Não faltam exemplos: Fenprof, com o eterno Mário Nogueira; e o recém-chegado André Pestana, com o slogan professores a lutar também estão a ensinar”, tendo como pano de fundo cartazes indecorosos de ministros com olhos perfurados, forma de caricatura que nenhum professor admitiria aos seus alunos; Fnam (Federação Nacional de Médicos) e SIM (Sindicato Independente dos Médicos) com os seus líderes a reivindicar 30% de aumento salarial, redução de horário semanal, o que significaria na prática um aumento de mais de 40%, sentenciando de morte o SNS, esquecendo o juramento de Hipócrates, e aceitando com inesperada insensibilidade as consequências que se traduzem em filas imensas nos postos de saúde e hospitais, a que recorrem os que não têm voz nem alternativa.

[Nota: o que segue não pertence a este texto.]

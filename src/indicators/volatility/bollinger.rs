//! Bollinger Bands indicator

use crate::common::math;
use crate::models::indicators::BollingerBands;

/// Calculate Bollinger Bands over the last `period` closes.
///
/// Middle = SMA(period)
/// Upper/Lower = Middle ± 2σ
/// Bandwidth = 4σ / Middle
///
/// Below `period` samples the middle band carries the SMA's 0.0 sentinel,
/// which collapses all bands to zero. A zero middle band yields bandwidth 0
/// rather than dividing by zero.
pub fn bollinger_bands(closes: &[f64], period: usize) -> BollingerBands {
    let middle = math::sma(closes, period);
    let std_dev = math::std_dev(closes, period, middle);

    let bandwidth = if middle == 0.0 {
        0.0
    } else {
        (std_dev * 4.0) / middle
    };

    BollingerBands {
        upper: middle + std_dev * 2.0,
        middle,
        lower: middle - std_dev * 2.0,
        bandwidth,
    }
}

/// Bollinger Bands with the default 20-sample period
pub fn bollinger_bands_default(closes: &[f64]) -> BollingerBands {
    bollinger_bands(closes, 20)
}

A rede de hospitais privados não tem parado de crescer, bem como as empresas de prestação de serviços (os chamados tarefeiros). Tudo isto à custa da degradação do SNS, seguros de saúde mais acessíveis e oferta de condições remuneratórias inacessíveis a um Estado pobre. Médicos em cuja formação o Estado gastou milhares são um bem sujeito às leis do mercado, à livre e desenfreada concorrência, num negócio altamente rentável em que se transformou a saúde. Se não existisse ADSE para milhares de funcionários públicos, já há muito que os problemas do SNS estariam resolvidos…

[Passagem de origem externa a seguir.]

//! Trading strategy set
//!
//! Each strategy is a pure function over a price window, producing one
//! `TradeSignal`. Strategies never communicate and hold no state across
//! calls; below their data requirement they abstain (HOLD, confidence 0).

pub mod advanced;
pub mod catalog;
pub mod core;
pub mod oscillators;

pub use catalog::{catalog, implemented_strategies, StrategyEntry, StrategyFn};

use crate::models::signal::{SignalAction, TradeSignal};
use chrono::Utc;

/// Assemble a strategy's output. Confidence is forced to 0 whenever the
/// action is HOLD, keeping the invariant `action == HOLD ⇔ confidence == 0`
/// in one place.
pub(crate) fn build_signal(
    symbol: &str,
    action: SignalAction,
    confidence: f64,
    price: f64,
    duration: &str,
    reason: String,
    stop_loss: f64,
    take_profit: f64,
    leverage: u32,
) -> TradeSignal {
    TradeSignal {
        symbol: symbol.to_string(),
        action,
        confidence: if action == SignalAction::Hold {
            0.0
        } else {
            confidence
        },
        price,
        timestamp: Utc::now(),
        duration: duration.to_string(),
        reason,
        stop_loss,
        take_profit,
        leverage,
    }
}

/// The abstention every strategy emits below its data requirement.
pub(crate) fn insufficient(symbol: &str, price: f64, strategy: &str) -> TradeSignal {
    TradeSignal::hold(symbol, price, format!("Insufficient data for {}", strategy))
}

A nível da Educação o regresso em força dos auto-intitulados “cientistas da Educação”, que têm sido um dos principais responsáveis pela desagregação da escola pública, cada vez mais facilitista, com resultados falseados, com total irresponsabilização dos alunos, que têm desculpa para tudo, incluindo a sua crescente insolência, indisciplina e arrogância. Professores desautorizados, humilhados por alunos, por salários insultuosos, sobretudo para os professores deslocados. E agora com o deslumbramento das novas tecnologias, Inteligência Artificial e muitos projetos de “faz de conta” que têm produzido uma multidão de iletrados, sem qualquer tipo de curiosidade intelectual, impreparados, quer técnica quer eticamente, para construírem uma sociedade melhor. A “geração mais bem preparada de sempre”, slogan da governação socialista, é um autêntico flop.

E o que nos reserva o futuro, com uma oposição completamente anémica, com um líder, digamos, “pipi”, com uma extrema-direita a crescer em terreno fértil criado pela desgovernação socialista? Aliás o PS e António Costa foram os responsáveis pelo crescimento acentuado da extrema-direita. Porque isso servia os interesses eleitorais, ao encostar os partidos de centro ao Chega. Relembre-se o papão que agitou, desvirtuando as intenções (diga-se, não completamente claras) de Rui Rio, colando-o ao Chega.

O capitalismo liberal, representado pela IL, não oferece alternativa capaz de criar uma sociedade mais redistributiva, mais justa. Capitalismo liberal e democracia não ligam muito bem, na minha opinião, a não ser para alguns. Se queremos uma sociedade completamente neoliberal, então convém esquecer o socialismo democrático ou até a social-democracia. Estas só vingarão, com lideranças políticas de alta estatura moral e coragem para regular a ambição e o egoísmo do liberalismo.

Desenha-se no horizonte, com uma alta probabilidade, a perspetiva de uma nova "geringonça", se Pedro Nuno Santos ganhar as eleições internas no PS. Neste caso, teremos mais uma vez um país desgraçadamente adiado, cujo desígnio parece ser o prolongamento de um lento estertor.

Termino com um voto otimista – que José Luís Carneiro ganhe as diretas do PS, tenha a coragem de fazer uma drástica limpeza ao aparelho partidário, se faça rodear de gente séria, sensível e competente (independentes, de preferência, com conhecimento profundo do “país real”), e submeta um projeto político que nos faça acreditar que ainda há futuro para este país.